EXERCISE: Lines from the records below that contain the word "completed" are to be copied out.

Stored data entries
════════════════════
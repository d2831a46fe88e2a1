use serde::{Deserialize, Serialize};

use crate::personality::PersonalityPreset;
use crate::Roller;

pub const BASE_DAMAGE: (i32, i32) = (30, 100);
pub const BASE_SPEED: (i32, i32) = (20, 90);
pub const DAMAGE_BOUNDS: (i32, i32) = (20, 100);
pub const SPEED_BOUNDS: (i32, i32) = (10, 100);

#[derive(Debug, Clone, Copy, PartialEq, Eq, Hash, PartialOrd, Ord, Serialize, Deserialize)]
#[serde(rename_all = "snake_case")]
pub enum Rarity {
    Common,
    Rare,
    Epic,
    Legendary,
}

impl Rarity {
    /// Map a uniform roll in `[0, 1)` to a tier.
    pub fn from_roll(roll: f64) -> Self {
        if roll < 0.05 {
            Rarity::Legendary
        } else if roll < 0.2 {
            Rarity::Epic
        } else if roll < 0.5 {
            Rarity::Rare
        } else {
            Rarity::Common
        }
    }

    pub fn damage_multiplier(self) -> f64 {
        match self {
            Rarity::Common => 1.0,
            Rarity::Rare => 1.1,
            Rarity::Epic => 1.3,
            Rarity::Legendary => 1.5,
        }
    }

    pub fn name(self) -> &'static str {
        match self {
            Rarity::Common => "common",
            Rarity::Rare => "rare",
            Rarity::Epic => "epic",
            Rarity::Legendary => "legendary",
        }
    }
}

#[derive(Debug, Clone, Copy, PartialEq, Eq, Serialize, Deserialize)]
pub struct StatLine {
    pub damage: i32,
    pub speed: i32,
    pub rarity: Rarity,
}

/// Apply modifiers to base rolls. Truncates toward zero, then clamps.
pub fn apply_modifiers(
    base_damage: i32,
    base_speed: i32,
    damage_modifier: f64,
    speed_modifier: f64,
    rarity: Rarity,
) -> StatLine {
    let damage = (base_damage as f64 * damage_modifier * rarity.damage_multiplier()) as i32;
    let speed = (base_speed as f64 * speed_modifier) as i32;
    StatLine {
        damage: damage.clamp(DAMAGE_BOUNDS.0, DAMAGE_BOUNDS.1),
        speed: speed.clamp(SPEED_BOUNDS.0, SPEED_BOUNDS.1),
        rarity,
    }
}

pub fn roll_stats(roller: &mut Roller, preset: &PersonalityPreset) -> StatLine {
    let base_damage = roller.range_inclusive(BASE_DAMAGE.0, BASE_DAMAGE.1);
    let base_speed = roller.range_inclusive(BASE_SPEED.0, BASE_SPEED.1);
    let rarity = Rarity::from_roll(roller.chance());
    apply_modifiers(
        base_damage,
        base_speed,
        preset.damage_modifier,
        preset.speed_modifier,
        rarity,
    )
}
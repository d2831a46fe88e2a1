use std::path::Path;

use armory::api::{generate_weapons, Armory, GenerateConfig};
use armory::config::ForgeConfig;
use armory::llm::LlmConfig;
use armory::mesh::MeshKind;
use armory::{BatchRequest, PersonalityPreset, WeaponRecord};

fn test_config(root: &Path) -> ForgeConfig {
    ForgeConfig {
        output_dir: root.join("weapons"),
        cache_dir: root.join("cache"),
        personalities_path: None,
        seed: Some(7),
        ..ForgeConfig::default()
    }
}

#[test]
fn generate_updates_running_stats() {
    let dir = tempfile::tempdir().unwrap();
    let mut armory = Armory::from_config(test_config(dir.path())).unwrap();

    let report = armory
        .generate(&BatchRequest::new("aggressive_warrior", "defensive_guardian", "volcanic"))
        .unwrap();
    assert_eq!(report.weapons.len(), 4);
    assert_eq!(report.arena_theme, "volcanic");
    assert!(report.models.is_none());

    armory
        .generate(&BatchRequest::new("agile_assassin", "agile_assassin", "shadow"))
        .unwrap();

    let stats = armory.stats();
    assert_eq!(stats.total_generated, 8);
    assert_eq!(stats.successful_generations, 2);
    assert_eq!(stats.personality_counts["agile_assassin"], 4);
    assert_eq!(stats.personality_counts["aggressive_warrior"], 2);
    assert_eq!(stats.arena_theme_counts["volcanic"], 1);
    assert!(stats.last_generation.is_some());
}

#[test]
fn create_model_detects_kind_and_caches() {
    let dir = tempfile::tempdir().unwrap();
    let mut armory = Armory::from_config(test_config(dir.path())).unwrap();

    let first_path = dir.path().join("weapons").join("mace_a.obj");
    let first = armory
        .create_model("A holy mace of blessed steel", Some(&first_path))
        .unwrap();
    assert_eq!(first.status, "completed");
    assert_eq!(first.kind, MeshKind::Mace);
    assert!(!first.cached);
    assert_eq!(first.web_path, "/download/weapon/mace_a.obj");

    let second_path = dir.path().join("weapons").join("mace_b.obj");
    let second = armory
        .create_model("A holy mace of blessed steel", Some(&second_path))
        .unwrap();
    assert!(second.cached);
    assert!(second_path.is_file());

    assert!(armory.create_model("   ", None).is_err());
    assert_eq!(armory.clear_cache().unwrap(), 1);
}

#[test]
fn batch_create_reports_failures_without_stopping() {
    let dir = tempfile::tempdir().unwrap();
    let mut armory = Armory::from_config(test_config(dir.path())).unwrap();

    let good = WeaponRecord {
        weapon_name: "Storm Rod".into(),
        description: "A storm rod".into(),
        file_location: dir.path().join("weapons").join("rod.obj").to_string_lossy().into_owned(),
        web_path: "/download/weapon/rod.obj".into(),
        ..WeaponRecord::default()
    };
    let missing = WeaponRecord {
        description: "A nameless blade".into(),
        ..WeaponRecord::default()
    };

    let report = armory.batch_create(&[good, missing]);
    assert_eq!(report.summary.total, 2);
    assert_eq!(report.summary.successful, 1);
    assert_eq!(report.summary.failed, 1);
    assert_eq!(report.results[0].status, "completed");
    assert_eq!(report.results[1].weapon_name, "Weapon_1");
    assert!(report.results[1].error.is_some());

    let listed = armory.list().unwrap();
    assert_eq!(listed.len(), 1);
    assert_eq!(listed[0].filename, "rod.obj");

    let stats = armory.stats_report().unwrap();
    assert_eq!(stats.file_stats.total_files, 1);
    assert_eq!(stats.system_stats.mesh_backend, "procedural");
    assert_eq!(stats.system_stats.text_backend, "template");
    assert_eq!(stats.system_stats.personalities, 5);

    armory.delete("rod").unwrap();
    assert!(armory.list().unwrap().is_empty());
}

#[test]
fn generate_with_models_writes_every_file() {
    let dir = tempfile::tempdir().unwrap();
    let mut armory = Armory::from_config(test_config(dir.path())).unwrap();

    let report = armory
        .generate_with_models(&BatchRequest::new("strategic_mage", "elemental_mage", "ice"))
        .unwrap();
    let models = report.models.unwrap();
    assert_eq!(models.summary.successful, 4);
    assert!(report.weapons.iter().all(|w| Path::new(&w.file_location).is_file()));

    let bundle = armory.bundle().unwrap();
    assert!(bundle.is_file());
}

#[test]
fn personalities_can_be_added_at_runtime() {
    let dir = tempfile::tempdir().unwrap();
    let mut armory = Armory::from_config(test_config(dir.path())).unwrap();

    let preset = PersonalityPreset {
        weapon_types: vec!["lute".into()],
        materials: vec!["maple".into()],
        effects: vec!["sonic".into()],
        descriptors: vec!["rousing".into()],
        damage_modifier: 0.7,
        speed_modifier: 1.1,
    };
    armory.add_personality("wandering_bard", preset).unwrap();
    assert!(armory.personalities().contains(&"wandering_bard".to_string()));
    assert_eq!(armory.components("wandering_bard").weapon_types, vec!["lute"]);

    let report = armory
        .generate(&BatchRequest::new("wandering_bard", "wandering_bard", "forest"))
        .unwrap();
    assert!(report.weapons.iter().all(|w| w.weapon_type == "lute"));
}

#[test]
fn jobs_run_through_the_armory() {
    let dir = tempfile::tempdir().unwrap();
    let mut armory = Armory::from_config(test_config(dir.path())).unwrap();

    let id = armory.submit_job(BatchRequest::new("agile_assassin", "strategic_mage", "desert"));
    let status = armory.run_job(&id).unwrap();
    assert_eq!(status.progress, 100);
    assert_eq!(armory.job_status(&id).unwrap().progress, 100);

    let cleanup = armory.cleanup_job(&id).unwrap();
    assert_eq!(cleanup.deleted_files.len(), 4);
    assert!(armory.job_status(&id).is_err());
}

#[test]
fn one_shot_generation_is_seeded() {
    let dir = tempfile::tempdir().unwrap();
    let cfg = || GenerateConfig {
        player1_personality: "defensive_guardian".into(),
        player2_personality: "elemental_mage".into(),
        arena_theme: None,
        seed: Some(99),
        with_models: false,
        config: Some(test_config(dir.path())),
    };

    let a = generate_weapons(cfg()).unwrap();
    let b = generate_weapons(cfg()).unwrap();
    assert_eq!(a.arena_theme, "medieval");
    let names = |r: &armory::api::GenerateReport| {
        r.weapons.iter().map(|w| w.weapon_name.clone()).collect::<Vec<_>>()
    };
    assert_eq!(names(&a), names(&b));
}

#[test]
fn invalid_config_is_rejected() {
    let dir = tempfile::tempdir().unwrap();
    let mut config = test_config(dir.path());
    config.max_weapons_per_request = 0;
    assert!(Armory::from_config(config).is_err());
}

#[test]
fn health_reflects_text_model_reachability() {
    let dir = tempfile::tempdir().unwrap();
    let armory = Armory::from_config(test_config(dir.path())).unwrap();
    let health = armory.health();
    assert_eq!(health.status, "healthy");
    assert!(health.models_loaded);
    assert_eq!(health.text_backend, "template");

    let mut config = test_config(dir.path());
    config.llm = Some(LlmConfig {
        base_url: "http://127.0.0.1:1".to_string(),
        timeout_secs: 1,
        ..LlmConfig::default()
    });
    let armory = Armory::from_config(config).unwrap();
    let health = armory.health();
    assert_eq!(health.text_backend, "llm");
    assert!(!health.models_loaded);
    assert_eq!(health.status, "initializing");
}

#[test]
fn empty_output_path_uses_default_location() {
    let dir = tempfile::tempdir().unwrap();
    let mut armory = Armory::from_config(test_config(dir.path())).unwrap();
    let report = armory
        .create_model("A steel sword", Some(Path::new("")))
        .unwrap();
    let written = Path::new(&report.model_path);
    assert!(written.is_file());
    assert_eq!(written.parent(), Some(dir.path().join("weapons").as_path()));
    assert!(report.web_path.starts_with("/download/weapon/weapon_"));
}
════════════════════
TASK RESPONSE:
    assert_eq!(first.status, "completed");
    assert_eq!(report.results[0].status, "completed");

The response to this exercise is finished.